The Port of Amsterdam (in the Netherlands) and the Samsara Group, a leader in maritime related services, have signed a memorandum of understanding (MoU) under which the latter will promote and market the port in India, according to Exim News Service.
The relevant documents appointing Samsara Group as the port’s representative in India were inked and exchanged here on Monday (March 26) by Ms Dertje Meijer, President and CEO of the Port of Amsterdam, and Mr Mukesh Oza, Group President and CEO, Samsara Group, in the presence of Mr L. Radhakrishnan, Chairman of JNPT, Mr Eberhard van der Laan, Mayor of Amsterdam, representatives from the trade, and members of the Amsterdam Metropolitan Area delegation visiting the country, among others.
The delegation comprises representatives from, besides the maritime sector, arts, culture, education and business.
The signing ceremony followed a round table debate on ports and logistics, having the theme ‘Mumbai and Amsterdam: Strategic Metropolitan Service Hubs’, organised by the Confederation of Indian Industry (CII) and conducted in his own inimitable style by Mr M. P. Pinto, former Secretary, Ministry of Shipping.
Participating in the debate, Mr Oza highlighted that Amsterdam was the right gateway for Indian exporters of a variety of products like automobiles, petroleum products, etc. and added that the port’s huge logistics and storage facilities allow Indian companies to set up operations for value addition and distribution to a vast hinterland.
He stressed that that idea was to promote business between the two countries, regions and cities.
The debate saw members of the delegation highlight the salient features of Amsterdam port, including its multi-cargo handling capability, infrastructure, logistics and business areas, well developed multimodal connectivity (road, rail, waterway), Customs and tax facilitation, future expansion plans through sustainable development, etc.
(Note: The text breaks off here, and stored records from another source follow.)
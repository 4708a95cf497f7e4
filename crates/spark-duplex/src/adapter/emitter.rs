//! Socket.IO socket 的适配器。
//!
//! # 教案级说明
//! - **Why**：Socket.IO 只暴露布尔 `connected`，没有四值状态；
//! - **How**：`connected == true` 映射为 OPEN，否则映射为 CLOSED；缺少 `connected` 成员时报告
//!   `Unknown(u16::MAX)`，与另外两个适配器缺少 `readyState` 时一致；
//! - **Trade-offs**：握手中的 socket 与正在断开的 socket 都会被报告为 CLOSED，
//!   在此期间的写入直接以 [`StreamError::Closed`] 失败。接受这一折叠，因为服务端
//!   socket 交给应用时总是已连接；
//! - **What**：`close` 调用 `disconnect(true)`，关闭码与原因无处可放，只记录 debug 日志。

use std::rc::Rc;

use tracing::{debug, trace, warn};

use super::{ListenerTable, translator};
use crate::connection::{Connection, EventKind, Listener, SendCallback};
use crate::endpoint::Endpoint;
use crate::error::StreamError;
use crate::status::ConnectionStatus;

/// Socket.IO 消息使用的事件名。
const MESSAGE_EVENT: &str = "message";

/// Socket.IO socket 适配器。
pub struct EmitterAdapter {
    endpoint: Rc<dyn Endpoint>,
    table: ListenerTable,
}

impl EmitterAdapter {
    /// 包装一个 Socket.IO socket。
    pub fn new(endpoint: Rc<dyn Endpoint>) -> Self {
        Self {
            endpoint,
            table: ListenerTable::default(),
        }
    }

    /// 映射表中的注册数。
    pub fn bound_listeners(&self) -> usize {
        self.table.len()
    }

    /// 退订全部原生监听器。
    pub fn detach_all(&self) {
        let endpoint = &self.endpoint;
        self.table
            .unbind_all(|event, native| endpoint.off(event, native));
    }

    fn native_event(kind: EventKind) -> Option<&'static str> {
        match kind {
            EventKind::Message => Some(MESSAGE_EVENT),
            EventKind::Close => Some("disconnect"),
            EventKind::Open => None,
        }
    }
}

impl Connection for EmitterAdapter {
    fn status(&self) -> ConnectionStatus {
        match self.endpoint.connected() {
            Some(connected) => ConnectionStatus::from_connected(connected),
            None => ConnectionStatus::Unknown(u16::MAX),
        }
    }

    fn send(&self, payload: String, on_complete: SendCallback) {
        match self.endpoint.emit(MESSAGE_EVENT, &payload) {
            Ok(()) => on_complete(Ok(())),
            Err(err) => on_complete(Err(StreamError::transport(err))),
        }
    }

    fn close(&self, code: Option<u16>, reason: Option<&str>) {
        if code.is_some() || reason.is_some_and(|r| !r.is_empty()) {
            debug!(
                target: "spark_duplex::adapter",
                code = ?code,
                reason = reason.unwrap_or_default(),
                "socket.io disconnect carries no close frame"
            );
        }
        if let Err(err) = self.endpoint.disconnect(true) {
            warn!(target: "spark_duplex::adapter", error = %err, "socket.io socket refused disconnect");
        }
    }

    fn on(&self, kind: EventKind, listener: &Listener) {
        let Some(event) = Self::native_event(kind) else {
            trace!(target: "spark_duplex::adapter", "socket.io sockets are already connected; ignoring open subscription");
            return;
        };
        let endpoint = &self.endpoint;
        self.table
            .bind(kind, listener, event, translator(kind), |event, native| {
                endpoint.on(event, native)
            });
    }

    fn off(&self, kind: EventKind, listener: &Listener) {
        if Self::native_event(kind).is_none() {
            return;
        }
        let endpoint = &self.endpoint;
        self.table
            .unbind(kind, listener, |event, native| endpoint.off(event, native));
    }
}

impl Drop for EmitterAdapter {
    fn drop(&mut self) {
        self.detach_all();
    }
}
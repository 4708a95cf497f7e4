//! 写侧框架：串行化写入、结束写侧与完成凭据。
//!
//! # 教案级注释
//! - **Why**：连续写入必须按提交顺序到达连接，且同一时刻只允许一个写入处于在途状态，
//!   否则 CONNECTING 期间的待发队列与 OPEN 后的直发会交错；
//! - **How**：`drive_writes` 是唯一的出队点，用 `driving` 标志挡住同步完成回调引起的重入，
//!   由最外层循环继续出队；缓冲排空且已请求结束时，启动最终关闭；
//! - **What**：每个写入的回调恰好调用一次；失败同时以 `Error` 事件通知（流尚未销毁或关闭时），但不会终止流。

use std::collections::VecDeque;
use std::future::Future;
use std::pin::Pin;
use std::rc::Rc;
use std::task::{Context, Poll};

use futures::channel::oneshot;
use tracing::{debug, trace};

use super::shutdown::{Completion, ShutdownRequest};
use super::{Inner, Intent, StreamEvent, TARGET};
use crate::close::CloseFrame;
use crate::codec::Codec;
use crate::connection::SendCallback;
use crate::error::StreamError;

/// 一次尚未派发的写入。
pub(super) struct WriteRequest<T> {
    value: T,
    callback: Option<SendCallback>,
}

impl<T> WriteRequest<T> {
    pub(super) fn fail(self, error: StreamError) {
        if let Some(callback) = self.callback {
            callback(Err(error));
        }
    }
}

/// 写侧状态。
pub(super) struct Writable<T> {
    buffered: VecDeque<WriteRequest<T>>,
    in_flight: bool,
    driving: bool,
    ending: bool,
    final_started: bool,
    pub(super) finished: bool,
    end_callbacks: Vec<SendCallback>,
}

impl<T> Default for Writable<T> {
    fn default() -> Self {
        Self {
            buffered: VecDeque::new(),
            in_flight: false,
            driving: false,
            ending: false,
            final_started: false,
            finished: false,
            end_callbacks: Vec::new(),
        }
    }
}

impl<T> Writable<T> {
    /// 销毁时取走所有尚未完成的写入与结束回调，并阻止最终关闭再被启动。
    pub(super) fn abandon(&mut self) -> (Vec<WriteRequest<T>>, Vec<SendCallback>) {
        self.ending = true;
        self.final_started = true;
        (
            self.buffered.drain(..).collect(),
            std::mem::take(&mut self.end_callbacks),
        )
    }

    /// 最终关闭成功：标记写侧完成并交出结束回调。
    pub(super) fn finish(&mut self) -> Vec<SendCallback> {
        self.finished = true;
        std::mem::take(&mut self.end_callbacks)
    }

    /// 最终关闭失败：交出结束回调。
    pub(super) fn take_end_callbacks(&mut self) -> Vec<SendCallback> {
        std::mem::take(&mut self.end_callbacks)
    }
}

enum Next<T> {
    Write(WriteRequest<T>),
    Final,
}

impl<C: Codec> Inner<C> {
    pub(super) fn write(self: &Rc<Self>, value: C::Item, callback: Option<SendCallback>) {
        let rejection = {
            let mut state = self.state.borrow_mut();
            if state.intent == Intent::Destroyed {
                Some((StreamError::Closed, callback))
            } else if state.writable.ending {
                Some((StreamError::WriteAfterEnd, callback))
            } else if state.close_emitted {
                Some((StreamError::Closed, callback))
            } else {
                state.writable.buffered.push_back(WriteRequest { value, callback });
                None
            }
        };
        match rejection {
            None => self.drive_writes(),
            Some((error, callback)) => {
                debug!(target: TARGET, error = error.code(), "write rejected");
                let surface = error == StreamError::WriteAfterEnd;
                self.defer(move |inner| {
                    if let Some(callback) = callback {
                        callback(Err(error.clone()));
                    }
                    if surface && !inner.state.borrow().close_emitted {
                        inner.emit(StreamEvent::Error(error));
                    }
                });
            }
        }
    }

    pub(super) fn end(self: &Rc<Self>, callback: Option<SendCallback>) {
        enum Outcome {
            Queued,
            AlreadyFinished(Option<SendCallback>),
            Terminated(Option<SendCallback>),
        }
        let outcome = {
            let mut state = self.state.borrow_mut();
            if state.writable.finished {
                Outcome::AlreadyFinished(callback)
            } else if state.intent == Intent::Destroyed || state.close_emitted {
                Outcome::Terminated(callback)
            } else {
                state.writable.ending = true;
                state.writable.end_callbacks.extend(callback);
                Outcome::Queued
            }
        };
        match outcome {
            Outcome::Queued => {
                trace!(target: TARGET, "end requested");
                self.drive_writes();
            }
            Outcome::AlreadyFinished(callback) => {
                if let Some(callback) = callback {
                    self.defer(move |_| callback(Ok(())));
                }
            }
            Outcome::Terminated(callback) => {
                if let Some(callback) = callback {
                    self.defer(move |_| callback(Err(StreamError::Closed)));
                }
            }
        }
    }

    /// 写侧唯一的出队点。
    fn drive_writes(self: &Rc<Self>) {
        {
            let mut state = self.state.borrow_mut();
            if state.writable.driving {
                return;
            }
            state.writable.driving = true;
        }
        loop {
            let next = {
                let mut state = self.state.borrow_mut();
                let destroyed = state.intent == Intent::Destroyed;
                let writable = &mut state.writable;
                if destroyed || writable.in_flight {
                    None
                } else if let Some(request) = writable.buffered.pop_front() {
                    writable.in_flight = true;
                    Some(Next::Write(request))
                } else if writable.ending && !writable.final_started {
                    writable.final_started = true;
                    Some(Next::Final)
                } else {
                    None
                }
            };
            match next {
                Some(Next::Write(request)) => self.dispatch_write(request),
                Some(Next::Final) => self.run_final(),
                None => break,
            }
        }
        self.state.borrow_mut().writable.driving = false;
    }

    fn dispatch_write(self: &Rc<Self>, request: WriteRequest<C::Item>) {
        let WriteRequest { value, callback } = request;
        match self.codec.serialize(&value) {
            Err(source) => {
                self.on_write_complete(callback, Err(StreamError::Serialization { source }));
            }
            Ok(payload) => {
                let weak = self.this.clone();
                self.transmit(
                    payload,
                    Box::new(move |result| match weak.upgrade() {
                        Some(inner) => inner.on_write_complete(callback, result),
                        None => {
                            if let Some(callback) = callback {
                                callback(result);
                            }
                        }
                    }),
                );
            }
        }
    }

    fn on_write_complete(
        self: &Rc<Self>,
        callback: Option<SendCallback>,
        result: Result<(), StreamError>,
    ) {
        let terminated = {
            let mut state = self.state.borrow_mut();
            state.writable.in_flight = false;
            state.intent == Intent::Destroyed || state.close_emitted
        };
        if let Err(error) = &result {
            debug!(target: TARGET, error = error.code(), "write failed");
        }
        let surfaced = match (&result, terminated) {
            (Err(error), false) => Some(error.clone()),
            _ => None,
        };
        if let Some(callback) = callback {
            callback(result);
        }
        if let Some(error) = surfaced {
            self.emit(StreamEvent::Error(error));
        }
        self.drive_writes();
    }

    /// 缓冲排空后的最终关闭：1000 / "stream end"。
    fn run_final(self: &Rc<Self>) {
        {
            let mut state = self.state.borrow_mut();
            if state.intent == Intent::Active {
                state.intent = Intent::Ending;
            }
        }
        debug!(target: TARGET, "writes drained; closing with stream end");
        self.shutdown(ShutdownRequest {
            frame: CloseFrame::stream_end(),
            completion: Completion::End,
        });
    }
}

/// 写入或结束的完成凭据。
///
/// 引擎在回调前被析构时解析为 [`StreamError::Closed`]。
#[derive(Debug)]
#[must_use = "Ack 不轮询就无法观察写入结果"]
pub struct Ack {
    receiver: oneshot::Receiver<Result<(), StreamError>>,
}

impl Ack {
    pub(super) fn channel() -> (Self, SendCallback) {
        let (sender, receiver) = oneshot::channel();
        let callback: SendCallback = Box::new(move |result| {
            // 接收端已丢弃时无人关心结果。
            let _ = sender.send(result);
        });
        (Self { receiver }, callback)
    }
}

impl Future for Ack {
    type Output = Result<(), StreamError>;

    fn poll(mut self: Pin<&mut Self>, cx: &mut Context<'_>) -> Poll<Self::Output> {
        match Pin::new(&mut self.receiver).poll(cx) {
            Poll::Ready(Ok(result)) => Poll::Ready(result),
            Poll::Ready(Err(oneshot::Canceled)) => Poll::Ready(Err(StreamError::Closed)),
            Poll::Pending => Poll::Pending,
        }
    }
}
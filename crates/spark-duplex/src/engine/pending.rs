//! CONNECTING 期间的待发队列。
//!
//! # 教案级注释
//! - **Why**：客户端 socket 在握手完成前不能发送，但应用可能已经开始写入；
//! - **How**：队列在第一次排队时惰性创建，并只挂接一个同时订阅 `open` 与 `close` 的监听器；
//!   监听器触发时先摘下自己，再按 FIFO 把每个条目重新走一遍状态分派
//!   （此时状态已是 OPEN 或 CLOSED，条目要么发出，要么以 [`StreamError::Closed`] 失败）；
//! - **What**：每个引擎至多一个队列；排空后即丢弃，下一次排队会重新创建。

use std::collections::VecDeque;
use std::rc::Rc;

use tracing::{debug, trace};

use super::{Inner, TARGET};
use crate::codec::Codec;
use crate::connection::{EventKind, Listener, SendCallback};
use crate::error::StreamError;
use crate::status::ConnectionStatus;

/// 队列监听的事件。
const WATCHED: [EventKind; 2] = [EventKind::Open, EventKind::Close];

/// 一条待发写入：已序列化的帧与其完成回调。
struct PendingEntry {
    payload: String,
    callback: SendCallback,
}

/// 待发队列及其唯一的监听器。
pub(super) struct PendingQueue {
    entries: VecDeque<PendingEntry>,
    listener: Listener,
}

impl PendingQueue {
    pub(super) fn len(&self) -> usize {
        self.entries.len()
    }

    pub(super) fn listener(&self) -> &Listener {
        &self.listener
    }

    /// 以 [`StreamError::Closed`] 失败全部条目。
    pub(super) fn fail_all(self) {
        for entry in self.entries {
            (entry.callback)(Err(StreamError::Closed));
        }
    }
}

impl<C: Codec> Inner<C> {
    /// 按连接状态分派一帧。
    pub(super) fn transmit(self: &Rc<Self>, payload: String, callback: SendCallback) {
        match self.connection.status() {
            ConnectionStatus::Open => self.connection.send(payload, callback),
            ConnectionStatus::Connecting => self.enqueue_pending(payload, callback),
            ConnectionStatus::Closing | ConnectionStatus::Closed => {
                callback(Err(StreamError::Closed))
            }
            ConnectionStatus::Unknown(status) => {
                callback(Err(StreamError::UnexpectedStatus { status }))
            }
        }
    }

    fn enqueue_pending(self: &Rc<Self>, payload: String, callback: SendCallback) {
        let entry = PendingEntry { payload, callback };
        let attach = {
            let mut state = self.state.borrow_mut();
            match state.pending.as_mut() {
                Some(queue) => {
                    queue.entries.push_back(entry);
                    None
                }
                None => {
                    let weak = self.this.clone();
                    let listener = Listener::new(move |_| {
                        if let Some(inner) = weak.upgrade() {
                            inner.drain_pending();
                        }
                    });
                    state.pending = Some(PendingQueue {
                        entries: VecDeque::from([entry]),
                        listener: listener.clone(),
                    });
                    Some(listener)
                }
            }
        };
        match attach {
            Some(listener) => {
                for kind in WATCHED {
                    self.connection.on(kind, &listener);
                }
                debug!(target: TARGET, "pending queue created; waiting for open");
            }
            None => trace!(target: TARGET, "write appended to pending queue"),
        }
    }

    /// 握手结束（成功或失败）：摘下监听器并按序重发。
    fn drain_pending(self: &Rc<Self>) {
        let Some(queue) = self.state.borrow_mut().pending.take() else {
            return;
        };
        for kind in WATCHED {
            self.connection.off(kind, &queue.listener);
        }
        debug!(
            target: TARGET,
            entries = queue.entries.len(),
            status = %self.connection.status(),
            "draining pending queue"
        );
        for entry in queue.entries {
            self.transmit(entry.payload, entry.callback);
        }
    }

    /// 销毁路径：摘下监听器并失败全部条目。
    pub(super) fn fail_pending(&self, queue: PendingQueue) {
        for kind in WATCHED {
            self.connection.off(kind, &queue.listener);
        }
        debug!(target: TARGET, entries = queue.len(), "failing pending writes");
        queue.fail_all();
    }
}
//! 双工流的构造配置。
//!
//! # 教案级说明
//! - **Why**：传输提示、读侧水位、初始流动模式需要在部署时调整，而不是写死在调用点；
//! - **How**：[`DuplexConfig`] 实现 serde 双向转换，可从 TOML 片段解析，也可用 [`DuplexConfigBuilder`]
//!   链式构造；未知字段直接拒绝，避免拼写错误被静默忽略；
//! - **What**：缺省值为 `transport = "auto"`、`readable_high_water_mark = 16`、`start_paused = false`。

use serde::{Deserialize, Serialize};
use thiserror::Error;

use crate::classify::TransportHint;

/// 读侧缓冲的默认告警水位。
pub const DEFAULT_READABLE_HIGH_WATER_MARK: usize = 16;

/// [`DuplexConfig::from_toml_str`] 的失败原因。
#[derive(Debug, Error)]
#[error("invalid duplex configuration: {0}")]
pub struct ConfigError(#[from] toml::de::Error);

/// 双工流配置。
#[derive(Clone, Debug, PartialEq, Eq, Serialize, Deserialize)]
#[serde(default, deny_unknown_fields)]
pub struct DuplexConfig {
    /// 分类提示，字符串形式：`auto`、`websocket`、`sockjs`、`socket.io`。
    pub transport: TransportHint,
    /// 读侧缓冲超过该长度时记录告警；值永远不会被丢弃。
    pub readable_high_water_mark: usize,
    /// 为 `true` 时以显式暂停模式启动，订阅观察者不会自动切换为流动模式。
    pub start_paused: bool,
}

impl Default for DuplexConfig {
    fn default() -> Self {
        Self {
            transport: TransportHint::Auto,
            readable_high_water_mark: DEFAULT_READABLE_HIGH_WATER_MARK,
            start_paused: false,
        }
    }
}

impl DuplexConfig {
    /// 从 TOML 文本解析，缺失字段取默认值。
    pub fn from_toml_str(raw: &str) -> Result<Self, ConfigError> {
        Ok(toml::from_str(raw)?)
    }

    /// 构造器入口。
    pub fn builder() -> DuplexConfigBuilder {
        DuplexConfigBuilder::default()
    }
}

/// [`DuplexConfig`] 的链式构造器。
#[derive(Clone, Debug, Default)]
pub struct DuplexConfigBuilder {
    config: DuplexConfig,
}

impl DuplexConfigBuilder {
    /// 设置传输提示。
    pub fn transport(mut self, hint: impl Into<TransportHint>) -> Self {
        self.config.transport = hint.into();
        self
    }

    /// 设置读侧告警水位。
    pub fn readable_high_water_mark(mut self, mark: usize) -> Self {
        self.config.readable_high_water_mark = mark;
        self
    }

    /// 设置是否以暂停模式启动。
    pub fn start_paused(mut self, paused: bool) -> Self {
        self.config.start_paused = paused;
        self
    }

    /// 产出配置。
    pub fn build(self) -> DuplexConfig {
        self.config
    }
}
//! 引擎单元测试共用的脚本化连接。

use std::cell::RefCell;
use std::rc::Rc;

use futures::executor::LocalPool;

use super::DuplexStream;
use crate::close::CloseFrame;
use crate::codec::TextCodec;
use crate::config::DuplexConfig;
use crate::connection::{Connection, ConnectionEvent, EventKind, Listener, SendCallback};
use crate::status::ConnectionStatus;

/// 直接实现契约的最小连接：可控状态、记录发送与监听器。
pub(super) struct ScriptedConnection {
    pub(super) status: RefCell<ConnectionStatus>,
    pub(super) sent: RefCell<Vec<String>>,
    pub(super) closes: RefCell<Vec<CloseFrame>>,
    listeners: RefCell<Vec<(EventKind, Listener)>>,
}

impl ScriptedConnection {
    pub(super) fn new(status: ConnectionStatus) -> Rc<Self> {
        Rc::new(Self {
            status: RefCell::new(status),
            sent: RefCell::default(),
            closes: RefCell::default(),
            listeners: RefCell::default(),
        })
    }

    pub(super) fn set_status(&self, status: ConnectionStatus) {
        *self.status.borrow_mut() = status;
    }

    pub(super) fn fire(&self, event: ConnectionEvent) {
        let snapshot: Vec<Listener> = self
            .listeners
            .borrow()
            .iter()
            .filter(|(kind, _)| *kind == event.kind())
            .map(|(_, l)| l.clone())
            .collect();
        for listener in snapshot {
            listener.call(&event);
        }
    }

    pub(super) fn count(&self, kind: EventKind) -> usize {
        self.listeners
            .borrow()
            .iter()
            .filter(|(k, _)| *k == kind)
            .count()
    }
}

impl Connection for ScriptedConnection {
    fn status(&self) -> ConnectionStatus {
        *self.status.borrow()
    }

    fn send(&self, payload: String, on_complete: SendCallback) {
        self.sent.borrow_mut().push(payload);
        on_complete(Ok(()));
    }

    fn close(&self, code: Option<u16>, reason: Option<&str>) {
        self.closes.borrow_mut().push(CloseFrame::new(
            code.unwrap_or_default(),
            reason.unwrap_or_default(),
        ));
        self.set_status(ConnectionStatus::Closing);
    }

    fn on(&self, kind: EventKind, listener: &Listener) {
        self.listeners.borrow_mut().push((kind, listener.clone()));
    }

    fn off(&self, kind: EventKind, listener: &Listener) {
        let mut listeners = self.listeners.borrow_mut();
        if let Some(index) = listeners
            .iter()
            .position(|(k, l)| *k == kind && l == listener)
        {
            listeners.remove(index);
        }
    }
}

pub(super) fn text_stream(
    connection: &Rc<ScriptedConnection>,
    pool: &LocalPool,
    config: DuplexConfig,
) -> DuplexStream<TextCodec> {
    DuplexStream::new(connection.clone(), TextCodec, pool.spawner(), config)
}
//! 连接状态的统一枚举。
//!
//! # 教案级说明
//! - **Why**：三类传输各有原生状态模型（`readyState` 数字、布尔 `connected`），引擎只认一种；
//! - **What**：四个合法取值 + `Unknown`，后者只用于暴露适配器缺陷，引擎遇到时按“意外状态”失败；
//! - **Trade-offs**：事件发射器型传输只有布尔标志，无法表达 CONNECTING/CLOSING，
//!   其适配器会把 `true → Open`、`false → Closed` 直接折叠。

use core::fmt;

/// 适配后连接所处的生命周期阶段。
///
/// 状态单调推进：一旦进入 `Closing`，不会再回到 `Connecting`/`Open`。
#[derive(Clone, Copy, Debug, PartialEq, Eq, Hash)]
pub enum ConnectionStatus {
    /// 握手尚未完成，写入需要排队。
    Connecting,
    /// 可以直接发送。
    Open,
    /// 关闭握手进行中，等待 `close` 事件。
    Closing,
    /// 连接已经关闭。
    Closed,
    /// 适配器报告了四值枚举之外的原生状态，携带原始数值便于排障。
    Unknown(u16),
}

impl ConnectionStatus {
    /// WebSocket 风格 `readyState` 的原生取值。
    pub const CONNECTING: u16 = 0;
    /// 见 [`Self::CONNECTING`]。
    pub const OPEN: u16 = 1;
    /// 见 [`Self::CONNECTING`]。
    pub const CLOSING: u16 = 2;
    /// 见 [`Self::CONNECTING`]。
    pub const CLOSED: u16 = 3;

    /// 将 `readyState` 数值映射为统一状态，超出范围时返回 [`ConnectionStatus::Unknown`]。
    pub fn from_ready_state(raw: u16) -> Self {
        match raw {
            Self::CONNECTING => Self::Connecting,
            Self::OPEN => Self::Open,
            Self::CLOSING => Self::Closing,
            Self::CLOSED => Self::Closed,
            other => Self::Unknown(other),
        }
    }

    /// 将布尔 `connected` 标志折叠为统一状态。
    ///
    /// 事件发射器型传输只会在握手完成后交给应用层，因此不存在可观测的 CONNECTING；
    /// 断开过程也没有中间态，`false` 直接视为 `Closed`。
    pub fn from_connected(connected: bool) -> Self {
        if connected { Self::Open } else { Self::Closed }
    }

    /// 对应的原生 `readyState` 数值。
    pub fn ready_state(self) -> u16 {
        match self {
            Self::Connecting => Self::CONNECTING,
            Self::Open => Self::OPEN,
            Self::Closing => Self::CLOSING,
            Self::Closed => Self::CLOSED,
            Self::Unknown(raw) => raw,
        }
    }

    /// 是否已经进入关闭阶段（`Closing` 或 `Closed`）。
    pub fn is_closing_or_closed(self) -> bool {
        matches!(self, Self::Closing | Self::Closed)
    }
}

impl fmt::Display for ConnectionStatus {
    fn fmt(&self, f: &mut fmt::Formatter<'_>) -> fmt::Result {
        match self {
            Self::Connecting => f.write_str("CONNECTING"),
            Self::Open => f.write_str("OPEN"),
            Self::Closing => f.write_str("CLOSING"),
            Self::Closed => f.write_str("CLOSED"),
            Self::Unknown(raw) => write!(f, "UNKNOWN({raw})"),
        }
    }
}

#[cfg(test)]
mod tests {
    use super::*;

    #[test]
    fn ready_state_maps_four_values_and_flags_the_rest() {
        assert_eq!(ConnectionStatus::from_ready_state(0), ConnectionStatus::Connecting);
        assert_eq!(ConnectionStatus::from_ready_state(1), ConnectionStatus::Open);
        assert_eq!(ConnectionStatus::from_ready_state(2), ConnectionStatus::Closing);
        assert_eq!(ConnectionStatus::from_ready_state(3), ConnectionStatus::Closed);
        assert_eq!(ConnectionStatus::from_ready_state(7), ConnectionStatus::Unknown(7));
        assert_eq!(ConnectionStatus::Unknown(7).ready_state(), 7);
    }

    #[test]
    fn connected_flag_collapses_to_open_or_closed() {
        assert_eq!(ConnectionStatus::from_connected(true), ConnectionStatus::Open);
        assert_eq!(ConnectionStatus::from_connected(false), ConnectionStatus::Closed);
        assert!(ConnectionStatus::from_connected(false).is_closing_or_closed());
    }
}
It was pointed out that the port has regular connectivity from nearby facilities like Rotterdam and Antwerp ports, from where cargo could be barged to Amsterdam for value addition and further movement to an extended hinterland.
Mr L. Radhakrishnan, who also took part in the debate, talked about how ports in India could become more competitive and efficient like the port of Amsterdam. "In our case, corporatisation would be one of the ways in which we can have more autonomy. There is some opposition from trade unions, but corporatisation will help us leverage a lot of finances from the market. We have a lot of productive assets with which we will be able to connect to businesses."
According to Mr Pinto, "Mumbai and Amsterdam are natural allies when it comes to business. This cooperation between the two cities, their businesses and the two ports is thus strategic and natural not just for the two cities and their countries but the two respective regions as well."
Earlier, in his welcome address, Mr Tushar Jani, Chairman of CII WR Logistics Sub-Committee, and Chairman, Blue Sea Shipping Agency Pvt. Ltd, said, "People in India need to become more aware of what Amsterdam port offers. We have a great opportunity for mutual growth and profit here. My wish is that Indian entrepreneurs look at Amsterdam as the gateway to Europe."
Ms Meijer highlighted how Amsterdam port was the ideal gateway to access a population of 200 million spread over 1,000 km and how the combination of seaport, airport (Schiphol) and city, even extending up to Rotterdam port, with excellent multimodal connectivity, was an ideally located logistics hub.
She said that the port would continue to focus on diversified cargo flows and, given the projection of increased cargo growth in Western Europe, would seek to double its throughput from the present 92 million tonnes (2011) over the long term. Increased container handling would also be a key focus area for the port, it was pointed out.
On sustainable growth, Ms Meijer said that Amsterdam port would be constantly striving to reduce its carbon footprint by adhering to the latest emission norms, and added that it plans to steadily reduce road movement to about one-third by 2030. It was about 80 per cent in 1990, she pointed out.
She stressed that the port plans to grow in the future by continuing to focus on efficient physical and nautical infrastructure development, smart use of IT in the port community system, improved intermodal transport, corporate social responsibility and, importantly, by offering customer-specific solutions.
Mr Eberhard van der Laan said that Mumbai and Amsterdam could learn a lot from each other on the process of speeding up the supply chain and providing reliable services at competitive cost. "The two metropolitan hubs of Mumbai and Amsterdam have much in common. Both have an airport and a seaport, strong business service industry, a very good creative sector and both are highly competitive in the ICT industry. Both are of global significance that reaches well beyond the regional borders and thus have a lot to share and grow mutually," he emphasised.